Clashes have erupted between
Armenian police and the protesters demanding a peaceful solution to a
deadly hostage standoff in Yerevan, which has entered its third day.

Up
to two thousands of protesters gathered on Freedom Square in central
Yerevan on Monday, trying to march on police headquarters which was
overtaken by armed men over the weekend.
Reports say opposition
activist David Sanasaryan organized the rally and called on citizens in
the capital to take to the streets in an anti-government protest.
“I am against armed struggle, but a good deed has been launched, so let’s join it,” Sanasaryan said.
Armenia’s
deputy police chief, Unan Pogosyan, who was at the scene, warned the
protesters not to “exacerbate the situation” by proceeding with the
march on the seized police station.
The demonstration, however,
turned violent as the demonstrators failed to heed police warnings and
tried to break through police cordon.
There have been no reports of casualties during the scuffles.

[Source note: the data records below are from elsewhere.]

//! Configuration loading for CLI commands.
//!
//! Priority: CLI flags > `VEDIT_*` environment variables > `vedit.toml` >
//! defaults. The lower layers come from [`ConfigDiscovery`]; flags are merged
//! on top here.

use std::path::{Path, PathBuf};

use figment::providers::Serialized;
use path_clean::PathClean;
use vedit_config::{ConfigDiscovery, VeditConfig};

use crate::cli::{ProjectArgs, ServeArgs};
use crate::error::Result;

/// Absolute project root from `--root`, or the current directory.
pub fn project_root(args: &ProjectArgs) -> Result<PathBuf> {
    let cwd = std::env::current_dir()?;
    Ok(match &args.root {
        Some(root) => absolute(root, &cwd),
        None => cwd,
    })
}

/// Load configuration for commands that only read the project.
pub fn load(args: &ProjectArgs) -> Result<VeditConfig> {
    load_with_overrides(args, None)
}

/// Load configuration, merging `serve` flags over the server section.
pub fn load_with_overrides(args: &ProjectArgs, serve: Option<&ServeArgs>) -> Result<VeditConfig> {
    let root = project_root(args)?;
    let explicit = match &args.config {
        Some(path) => Some(absolute(path, &std::env::current_dir()?)),
        None => None,
    };

    let discovery = ConfigDiscovery::new(&root);
    let mut figment = discovery.figment(explicit.as_deref())?;

    if let Some(serve) = serve {
        if let Some(host) = &serve.host {
            figment = figment.merge(Serialized::default("server.host", host));
        }
        if let Some(port) = serve.port {
            figment = figment.merge(Serialized::default("server.port", port));
        }
        if let Some(key) = &serve.api_key {
            figment = figment.merge(Serialized::default("server.api_key", key));
        }
        if serve.no_git {
            figment = figment.merge(Serialized::default("vcs.enabled", false));
        }
    }

    let mut config = discovery.extract(figment)?;
    config.project.root = config.project.root.clean();
    tracing::debug!(root = %config.project.root.display(), "Loaded configuration");
    Ok(config)
}

/// `path` made absolute against the current directory and cleaned.
pub fn absolute_path(path: &Path) -> Result<PathBuf> {
    Ok(absolute(path, &std::env::current_dir()?))
}

fn absolute(path: &Path, cwd: &Path) -> PathBuf {
    if path.is_absolute() {
        path.clean()
    } else {
        cwd.join(path).clean()
    }
}

#[cfg(test)]
mod tests {
    use super::*;
    use serial_test::serial;
    use std::fs;
    use tempfile::TempDir;

    fn project(temp: &TempDir) -> ProjectArgs {
        ProjectArgs {
            config: None,
            root: Some(temp.path().to_path_buf()),
        }
    }

    #[test]
    #[serial]
    fn test_cli_overrides_file() {
        let temp = TempDir::new().unwrap();
        fs::write(
            temp.path().join("vedit.toml"),
            "[server]\nport = 9000\napi_key = \"from-file\"\n",
        )
        .unwrap();

        let serve = ServeArgs {
            port: Some(7000),
            no_git: true,
            ..ServeArgs::default()
        };
        let config = load_with_overrides(&project(&temp), Some(&serve)).unwrap();
        assert_eq!(config.server.port, 7000);
        assert_eq!(config.server.api_key.as_deref(), Some("from-file"));
        assert!(!config.vcs.enabled);
    }

    #[test]
    #[serial]
    fn test_root_is_absolute_and_clean() {
        let temp = TempDir::new().unwrap();
        let config = load(&project(&temp)).unwrap();
        assert!(config.project.root.is_absolute());
        assert_eq!(config.project.root, temp.path().to_path_buf().clean());
        assert_eq!(config.project.src_root(), temp.path().join("src").clean());
    }

    #[test]
    #[serial]
    fn test_missing_explicit_config() {
        let temp = TempDir::new().unwrap();
        let args = ProjectArgs {
            config: Some(temp.path().join("nope.toml")),
            root: Some(temp.path().to_path_buf()),
        };
        assert!(load(&args).is_err());
    }
}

Armenian activists chant slogans during a protest in central Yerevan on July 18, 2016. © AFPEventually, the activists reached an agreement with police to continue the rally as long as they did not approach the station.
Over
a dozen armed men affiliated with an opposition group attacked the
police building in Yerevan at dawn on Sunday, killing one police officer
and wounding a number of others.
The hostage takers, who remain
holed up inside the place with a number of people, have called for the
release of opposition leader Zhirair Sefilyan. They also want the
government to step down.
Sefilyan was arrested last month over
alleged possession of firearms. The opposition leader had been accused
in the past of plotting a violent overthrow of the government.
After
intense negotiations, the armed men released two hostages overnight on
Monday, according to the National Security Service of Armenia. The
special forces had also helped release two other hostages a day earlier.
Among
the captives, who are believed to be five, are two high-ranking police
officers. Authorities said they are optimistic about negotiating a
peaceful release of the remaining hostages.
“Law enforcement
agencies are doing everything possible to end this peacefully, but in
the circumstances it might not be enough,” said a statement from the
National Security Service.
Officials said they have not yet planned for a special operation against the hostage takers.